◆ Problem description: The stretch wanted below opens at the line containing "intake.append(2, date(2), sip(150, 12, 0)).await.unwrap();" and closes at the line containing "assert!(intake.events_on(1, date(4)).await.unwrap().is_empty());". Please return it exactly, with no other lines.

◆ Supplied data:
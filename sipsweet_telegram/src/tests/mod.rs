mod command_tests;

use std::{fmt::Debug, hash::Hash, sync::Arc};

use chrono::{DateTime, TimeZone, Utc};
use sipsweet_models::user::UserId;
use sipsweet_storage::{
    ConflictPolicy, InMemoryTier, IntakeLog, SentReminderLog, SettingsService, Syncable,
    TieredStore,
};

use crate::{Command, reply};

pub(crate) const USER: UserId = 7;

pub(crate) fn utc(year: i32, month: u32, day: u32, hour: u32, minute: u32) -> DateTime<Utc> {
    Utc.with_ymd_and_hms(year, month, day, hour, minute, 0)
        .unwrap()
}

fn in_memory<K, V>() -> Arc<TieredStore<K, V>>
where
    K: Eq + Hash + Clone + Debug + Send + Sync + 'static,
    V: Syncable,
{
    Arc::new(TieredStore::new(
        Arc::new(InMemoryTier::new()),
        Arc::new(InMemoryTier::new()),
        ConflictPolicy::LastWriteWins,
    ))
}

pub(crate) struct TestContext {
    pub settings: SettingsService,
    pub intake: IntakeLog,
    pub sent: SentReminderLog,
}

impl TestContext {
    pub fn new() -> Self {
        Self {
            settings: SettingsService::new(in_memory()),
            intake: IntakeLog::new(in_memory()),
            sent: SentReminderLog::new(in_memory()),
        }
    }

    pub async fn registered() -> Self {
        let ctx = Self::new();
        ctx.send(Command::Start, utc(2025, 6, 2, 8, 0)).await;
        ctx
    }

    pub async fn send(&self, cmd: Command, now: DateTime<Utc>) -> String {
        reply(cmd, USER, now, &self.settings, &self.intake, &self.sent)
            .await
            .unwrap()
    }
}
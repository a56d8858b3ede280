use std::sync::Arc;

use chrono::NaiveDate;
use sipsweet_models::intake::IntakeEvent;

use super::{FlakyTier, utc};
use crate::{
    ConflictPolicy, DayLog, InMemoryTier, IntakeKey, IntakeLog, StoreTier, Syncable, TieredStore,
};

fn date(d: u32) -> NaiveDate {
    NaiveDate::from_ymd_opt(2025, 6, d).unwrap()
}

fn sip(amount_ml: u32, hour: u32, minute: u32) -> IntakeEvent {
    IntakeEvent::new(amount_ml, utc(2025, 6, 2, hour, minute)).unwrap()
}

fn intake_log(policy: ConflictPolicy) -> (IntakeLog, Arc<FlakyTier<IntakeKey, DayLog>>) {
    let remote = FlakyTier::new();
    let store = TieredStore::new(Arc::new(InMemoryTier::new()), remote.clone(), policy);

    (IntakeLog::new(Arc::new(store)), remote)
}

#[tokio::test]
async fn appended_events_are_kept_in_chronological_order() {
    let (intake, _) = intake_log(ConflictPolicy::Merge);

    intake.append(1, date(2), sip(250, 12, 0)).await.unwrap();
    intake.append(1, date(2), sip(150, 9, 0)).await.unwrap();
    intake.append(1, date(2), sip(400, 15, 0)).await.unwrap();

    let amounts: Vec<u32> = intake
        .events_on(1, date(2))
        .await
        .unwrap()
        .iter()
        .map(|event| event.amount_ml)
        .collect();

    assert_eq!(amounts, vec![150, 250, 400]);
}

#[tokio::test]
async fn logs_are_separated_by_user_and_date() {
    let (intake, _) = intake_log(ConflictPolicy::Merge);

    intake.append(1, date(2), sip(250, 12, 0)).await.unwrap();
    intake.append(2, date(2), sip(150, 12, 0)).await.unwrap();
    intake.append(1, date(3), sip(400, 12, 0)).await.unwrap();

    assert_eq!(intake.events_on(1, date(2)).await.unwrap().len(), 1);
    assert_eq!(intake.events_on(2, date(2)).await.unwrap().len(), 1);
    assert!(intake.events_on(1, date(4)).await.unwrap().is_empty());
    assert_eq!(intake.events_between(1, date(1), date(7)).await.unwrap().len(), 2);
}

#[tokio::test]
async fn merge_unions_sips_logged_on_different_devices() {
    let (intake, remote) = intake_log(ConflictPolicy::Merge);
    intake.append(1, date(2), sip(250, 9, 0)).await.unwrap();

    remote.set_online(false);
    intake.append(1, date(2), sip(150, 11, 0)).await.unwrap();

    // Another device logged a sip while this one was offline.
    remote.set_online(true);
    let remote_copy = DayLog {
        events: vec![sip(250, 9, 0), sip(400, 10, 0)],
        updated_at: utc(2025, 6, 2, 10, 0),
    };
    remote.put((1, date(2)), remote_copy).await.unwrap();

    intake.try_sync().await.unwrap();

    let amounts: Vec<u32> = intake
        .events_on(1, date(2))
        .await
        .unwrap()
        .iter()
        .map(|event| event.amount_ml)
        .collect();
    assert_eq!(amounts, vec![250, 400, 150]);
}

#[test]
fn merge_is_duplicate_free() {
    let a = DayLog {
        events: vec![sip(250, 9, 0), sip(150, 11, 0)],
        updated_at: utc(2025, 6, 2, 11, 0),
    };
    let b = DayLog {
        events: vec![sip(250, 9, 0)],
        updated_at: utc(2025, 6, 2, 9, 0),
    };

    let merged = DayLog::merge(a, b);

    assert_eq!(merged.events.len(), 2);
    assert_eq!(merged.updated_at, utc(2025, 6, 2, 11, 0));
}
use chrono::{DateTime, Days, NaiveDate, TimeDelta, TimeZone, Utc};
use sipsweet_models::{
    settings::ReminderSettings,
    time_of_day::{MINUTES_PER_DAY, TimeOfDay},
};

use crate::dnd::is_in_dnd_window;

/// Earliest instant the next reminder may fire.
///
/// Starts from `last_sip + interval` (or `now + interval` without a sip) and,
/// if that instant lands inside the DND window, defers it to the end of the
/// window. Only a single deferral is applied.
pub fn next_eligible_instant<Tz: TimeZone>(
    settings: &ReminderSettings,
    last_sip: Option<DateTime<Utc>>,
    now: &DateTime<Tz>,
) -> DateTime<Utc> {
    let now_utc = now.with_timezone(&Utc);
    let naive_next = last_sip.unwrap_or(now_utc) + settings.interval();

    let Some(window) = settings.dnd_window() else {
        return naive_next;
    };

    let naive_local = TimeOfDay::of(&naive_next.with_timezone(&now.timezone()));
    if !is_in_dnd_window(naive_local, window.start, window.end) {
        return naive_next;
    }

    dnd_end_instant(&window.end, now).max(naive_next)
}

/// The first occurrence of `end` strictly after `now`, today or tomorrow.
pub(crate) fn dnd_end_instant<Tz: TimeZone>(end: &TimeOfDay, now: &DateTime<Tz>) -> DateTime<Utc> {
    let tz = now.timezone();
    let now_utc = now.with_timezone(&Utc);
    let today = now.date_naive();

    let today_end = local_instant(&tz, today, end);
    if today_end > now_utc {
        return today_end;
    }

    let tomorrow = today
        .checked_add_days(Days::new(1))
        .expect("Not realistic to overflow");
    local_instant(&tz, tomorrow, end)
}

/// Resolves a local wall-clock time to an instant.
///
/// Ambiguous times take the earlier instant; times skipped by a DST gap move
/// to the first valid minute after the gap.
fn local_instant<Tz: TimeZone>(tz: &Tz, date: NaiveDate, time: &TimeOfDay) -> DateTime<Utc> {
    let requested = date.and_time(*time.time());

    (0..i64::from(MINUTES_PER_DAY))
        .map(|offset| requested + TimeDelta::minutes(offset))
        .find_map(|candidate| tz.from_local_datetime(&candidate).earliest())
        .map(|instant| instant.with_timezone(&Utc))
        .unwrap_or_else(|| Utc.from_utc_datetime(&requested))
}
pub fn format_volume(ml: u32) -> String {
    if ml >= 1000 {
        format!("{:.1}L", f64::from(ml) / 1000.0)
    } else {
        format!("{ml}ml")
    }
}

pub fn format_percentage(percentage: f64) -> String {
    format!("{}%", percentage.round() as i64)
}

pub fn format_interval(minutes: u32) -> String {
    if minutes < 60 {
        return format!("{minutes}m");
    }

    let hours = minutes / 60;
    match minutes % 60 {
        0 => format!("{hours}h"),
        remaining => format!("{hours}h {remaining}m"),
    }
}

* * *

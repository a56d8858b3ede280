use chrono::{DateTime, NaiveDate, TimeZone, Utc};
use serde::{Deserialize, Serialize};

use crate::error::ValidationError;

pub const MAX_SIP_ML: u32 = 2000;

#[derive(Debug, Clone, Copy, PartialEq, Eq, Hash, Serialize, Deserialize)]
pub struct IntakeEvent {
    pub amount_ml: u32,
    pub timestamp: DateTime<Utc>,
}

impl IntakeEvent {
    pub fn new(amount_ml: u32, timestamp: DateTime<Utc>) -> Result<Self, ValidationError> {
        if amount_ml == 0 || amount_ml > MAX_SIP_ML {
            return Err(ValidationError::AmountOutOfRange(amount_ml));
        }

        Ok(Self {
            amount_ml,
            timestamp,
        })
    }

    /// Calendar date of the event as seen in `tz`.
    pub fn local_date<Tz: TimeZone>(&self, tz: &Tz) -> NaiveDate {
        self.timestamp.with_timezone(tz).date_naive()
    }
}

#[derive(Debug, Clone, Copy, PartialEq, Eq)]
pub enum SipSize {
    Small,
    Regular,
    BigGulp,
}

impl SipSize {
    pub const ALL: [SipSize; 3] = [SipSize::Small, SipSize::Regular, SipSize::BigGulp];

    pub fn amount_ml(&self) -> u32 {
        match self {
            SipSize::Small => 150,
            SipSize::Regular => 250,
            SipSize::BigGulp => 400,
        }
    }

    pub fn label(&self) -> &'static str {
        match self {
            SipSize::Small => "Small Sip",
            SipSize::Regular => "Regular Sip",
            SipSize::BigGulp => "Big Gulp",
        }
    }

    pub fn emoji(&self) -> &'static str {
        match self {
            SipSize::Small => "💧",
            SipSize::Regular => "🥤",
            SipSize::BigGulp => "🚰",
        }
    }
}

◆ Answer to this exercise:
    intake.append(2, date(2), sip(150, 12, 0)).await.unwrap();
    intake.append(1, date(3), sip(400, 12, 0)).await.unwrap();

    assert_eq!(intake.events_on(1, date(2)).await.unwrap().len(), 1);
    assert_eq!(intake.events_on(2, date(2)).await.unwrap().len(), 1);
    assert!(intake.events_on(1, date(4)).await.unwrap().is_empty());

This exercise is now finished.